Отношение самих ученых к усилиям писателей-пропагандистов было, как правило, весьма пренебрежительным. Их справедливо упрекали в непонимании природы научного знания, дилетантизме, некомпетентности, привнесении в разговор о науке элементов сенсационности. Так, в пересланном заведующему Отделом науки ЦК Ю. Ждановым в секретариат своего отца А. Жданова пространном письме академика А. Е. Браунштейна и врача Жукова об очерках А. Поповского «Заметки о русской науке» (Новый мир. 1948. № 3) от 3 июня 1948 года говорилось о том, что «Поповский чрезмерно смел и некстати универсален в изложении всех отраслей современной науки, в обсуждении и трактовке любых вопросов физики и химии, биохимии и медицины, электротехники и физиологии ‹…›. Его заключения в большей части поражают несерьезностью, а часто и безграмотностью»[334]. Авторы указывали на недопустимость «гиперболического, рекламного тона, в котором он пишет о многих дискуссионных концепциях»[335]. Еще не привыкшие к новому тону в отношении западных ученых, они утверждали, что хотя «непримиримая борьба с низкопоклонством перед иностранными учеными за честь и достоинство отечественной науки – ответственная и актуальнейшая задача нашей научной и публицистической печати», это не дает Поповскому «права опорочивать иностранных ученых и целые направления науки посредством грубых, необъективных и необоснованных выводов»[336]. Совершенно неприемлемой они считали манеру «огульного охаивания» западной науки:
Нельзя поднять авторитет русской науки путем отрицания и опорочивания зарубежной науки. Мы говорим: «Не раболепствуйте перед иностранцами», но это не значит, что мы должны огульно охаивать их. Некоторые чересчур рьяные «защитники» русской науки, видимо, незаметно для себя, в своем чрезмерном усердии становятся просто врагами иностранной науки (а это понятия разные!) и доходят до того, что предлагают вымарывать все имена иностранных ученых, увековеченные сделанными ими открытиями и изобретениями. Например, предлагают переименовать даже в учебниках такие вещи, как аппарат Киппа (известный каждому школьнику), химические соединения, как то: глауберовая соль, бертолетовая соль и чуть ли не закон Ома! Вопрос приоритета сейчас – острый и важный вопрос, но им занялись, к сожалению, с легкомысленной развязностью некомпетентные и безответственные люди, оказывающие плохую услугу истории нашей науки[337].

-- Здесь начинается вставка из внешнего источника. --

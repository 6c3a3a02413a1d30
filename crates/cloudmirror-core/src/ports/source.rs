//! Source lister port
//!
//! Enumerates the children of a source folder page by page and opens file
//! content as a forward-only byte stream.

use std::pin::Pin;

use anyhow::Result;
use tokio::io::AsyncRead;

use crate::domain::{ListPage, RemoteEntry};

/// Forward-only byte stream of a file's content
pub type ByteStream = Pin<Box<dyn AsyncRead + Send>>;

/// Paginated, read-only access to the source tree
#[async_trait::async_trait]
pub trait SourceLister: Send + Sync {
    /// Fetches one page of children of `folder_id`
    ///
    /// `cursor` is `None` for the first page and the previous page's
    /// `next_cursor` afterwards.
    async fn list_children_page(
        &self,
        folder_id: &str,
        cursor: Option<&str>,
    ) -> Result<ListPage<RemoteEntry>>;

    /// Fetches every child of `folder_id`, following cursors until exhausted
    async fn list_children(&self, folder_id: &str) -> Result<Vec<RemoteEntry>> {
        let mut entries = Vec::new();
        let mut cursor: Option<String> = None;

        loop {
            let page = self
                .list_children_page(folder_id, cursor.as_deref())
                .await?;
            entries.extend(page.items);

            match page.next_cursor {
                Some(next) => cursor = Some(next),
                None => break,
            }
        }

        Ok(entries)
    }

    /// Opens the content of `file_id` for streaming
    ///
    /// Called by transfer workers at transfer time, never during the walk.
    async fn open_content(&self, file_id: &str) -> Result<ByteStream>;
}
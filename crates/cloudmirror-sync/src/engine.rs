//! Tree-sync engine
//!
//! [`TreeSync`] is the single entry point the driver calls once per run.
//! It wires the walker to a fresh transfer pool, walks the whole source
//! tree, waits for every submitted transfer to settle, and then stops the
//! pool.
//!
//! ## Run Flow
//!
//! 1. **Connect**: build the control task's own destination client
//! 2. **Walk**: match folders and submit file transfers (see [`crate::walker`])
//! 3. **Drain**: wait on every transfer handle, then shut the pool down
//!
//! Nothing is returned; every skipped folder and failed transfer has been
//! logged where it happened. Counters for the last run are available from
//! [`TreeSync::stats`].

use std::sync::Arc;
use std::time::Instant;

use serde::Serialize;
use tracing::{error, info, info_span, Instrument};
use uuid::Uuid;

use cloudmirror_core::config::{LookupStrategy, TransferConfig};
use cloudmirror_core::ports::{DestinationConnector, SourceLister};

use crate::resolver::ConflictResolver;
use crate::scheduler::{TransferScheduler, TransferStats};
use crate::walker::{TreeWalker, WalkStats};

/// Tuning for one run
#[derive(Debug, Clone, Copy, PartialEq, Eq)]
pub struct SyncOptions {
    /// Transfer worker count
    pub workers: usize,
    /// Cap on queued plus running transfers; unbounded when `None`
    pub max_outstanding: Option<usize>,
    pub lookup: LookupStrategy,
}

impl Default for SyncOptions {
    fn default() -> Self {
        Self {
            workers: 5,
            max_outstanding: None,
            lookup: LookupStrategy::Snapshot,
        }
    }
}

impl From<&TransferConfig> for SyncOptions {
    fn from(config: &TransferConfig) -> Self {
        Self {
            workers: config.workers,
            max_outstanding: config.max_outstanding,
            lookup: config.lookup,
        }
    }
}

/// Summary of the most recent run
#[derive(Debug, Clone, Default, Serialize)]
pub struct SyncStats {
    /// Correlates the run's log lines; `None` before the first run
    pub run_id: Option<Uuid>,
    pub walk: WalkStats,
    pub transfers: TransferStats,
    /// Wall-clock duration of the run in milliseconds
    pub duration_ms: u64,
    /// The run stopped before walking because the destination was unreachable
    pub aborted: bool,
}

impl SyncStats {
    /// True when nothing was skipped and every transfer settled successfully
    pub fn is_complete(&self) -> bool {
        !self.aborted
            && self.walk.branches_skipped == 0
            && self.walk.files_skipped == 0
            && self.transfers.failed == 0
            && self.transfers.pending() == 0
    }
}

/// One-way mirror of a source tree into a destination tree
pub struct TreeSync {
    source: Arc<dyn SourceLister>,
    connector: Arc<dyn DestinationConnector>,
    options: SyncOptions,
    resolver: ConflictResolver,
    last_stats: SyncStats,
}

impl TreeSync {
    /// Creates an engine over the given source and destination
    ///
    /// # Arguments
    /// * `source` - lists the source tree and opens file content
    /// * `connector` - builds destination clients; one for the walk and one per worker
    /// * `options` - pool size, outstanding cap and lookup strategy
    pub fn new(
        source: Arc<dyn SourceLister>,
        connector: Arc<dyn DestinationConnector>,
        options: SyncOptions,
    ) -> Self {
        Self {
            source,
            connector,
            options,
            resolver: ConflictResolver::new(),
            last_stats: SyncStats::default(),
        }
    }

    /// Replaces the conflict resolver, e.g. to pin the rename timestamp
    pub fn with_resolver(mut self, resolver: ConflictResolver) -> Self {
        self.resolver = resolver;
        self
    }

    pub fn options(&self) -> &SyncOptions {
        &self.options
    }

    /// Counters of the most recent [`sync_tree`](Self::sync_tree) call
    pub fn stats(&self) -> &SyncStats {
        &self.last_stats
    }

    /// Mirrors `source_root` into `destination_root` and returns once every
    /// submitted transfer has settled
    pub async fn sync_tree(&mut self, source_root: &str, destination_root: &str) {
        let run_id = Uuid::new_v4();
        let span = info_span!(
            "sync_tree",
            %run_id,
            source_root,
            destination_root
        );

        let stats = self
            .run(source_root, destination_root)
            .instrument(span)
            .await;
        self.last_stats = SyncStats {
            run_id: Some(run_id),
            ..stats
        };
    }

    async fn run(&self, source_root: &str, destination_root: &str) -> SyncStats {
        let started = Instant::now();
        info!(
            workers = self.options.workers,
            lookup = ?self.options.lookup,
            "Starting mirror run"
        );

        let store = match self.connector.connect() {
            Ok(store) => store,
            Err(e) => {
                error!(error = %format!("{e:#}"), "Failed to connect to destination; nothing mirrored");
                return SyncStats {
                    aborted: true,
                    duration_ms: started.elapsed().as_millis() as u64,
                    ..SyncStats::default()
                };
            }
        };

        let scheduler = TransferScheduler::new(
            Arc::clone(&self.source),
            Arc::clone(&self.connector),
            self.options.workers,
            self.options.max_outstanding,
        );

        let walker = TreeWalker {
            source: self.source.as_ref(),
            store: store.as_ref(),
            scheduler: &scheduler,
            resolver: &self.resolver,
            lookup: self.options.lookup,
        };
        let outcome = walker.walk(source_root, destination_root).await;

        info!(
            folders = outcome.stats.folders_visited,
            dispatched = outcome.stats.files_dispatched,
            unsettled = outcome.transfers.len(),
            "Tree walk finished; waiting for transfers"
        );

        let lost = outcome.transfers.settle().await;
        let mut transfers = scheduler.shutdown().await;
        // Lost results were never counted by a worker.
        transfers.failed += lost;
        let stats = SyncStats {
            run_id: None,
            walk: outcome.stats,
            transfers,
            duration_ms: started.elapsed().as_millis() as u64,
            aborted: false,
        };

        info!(
            folders_created = stats.walk.folders_created,
            folders_reused = stats.walk.folders_reused,
            branches_skipped = stats.walk.branches_skipped,
            files_renamed = stats.walk.files_renamed,
            uploaded = stats.transfers.uploaded,
            failed = stats.transfers.failed,
            bytes = stats.transfers.bytes_uploaded,
            duration_ms = stats.duration_ms,
            "Mirror run complete"
        );
        stats
    }
}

Однако, как следует из письма самого Поповского Суслову от 27 декабря 1949 года, на А. Жданова публикация в «Новом мире» произвела самое позитивное впечатление именно благодаря ее «боевому характеру»:
В мае месяце прошлого года пригласил меня к себе покойный А. А. Жданов и, показывая мне третий номер журнала «Новый мир» за прошлый год, где была напечатана моя статья «Заметки писателя о русской науке», сказал: «Я пригласил Вас побеседовать об этой работе. Она здесь многими читалась и понравилась. Из этой статьи я прошу вас сделать книгу о приоритете русской научной мысли во всех областях знания». Заказ тов. Жданова выполнен, книга выходит в свет[338]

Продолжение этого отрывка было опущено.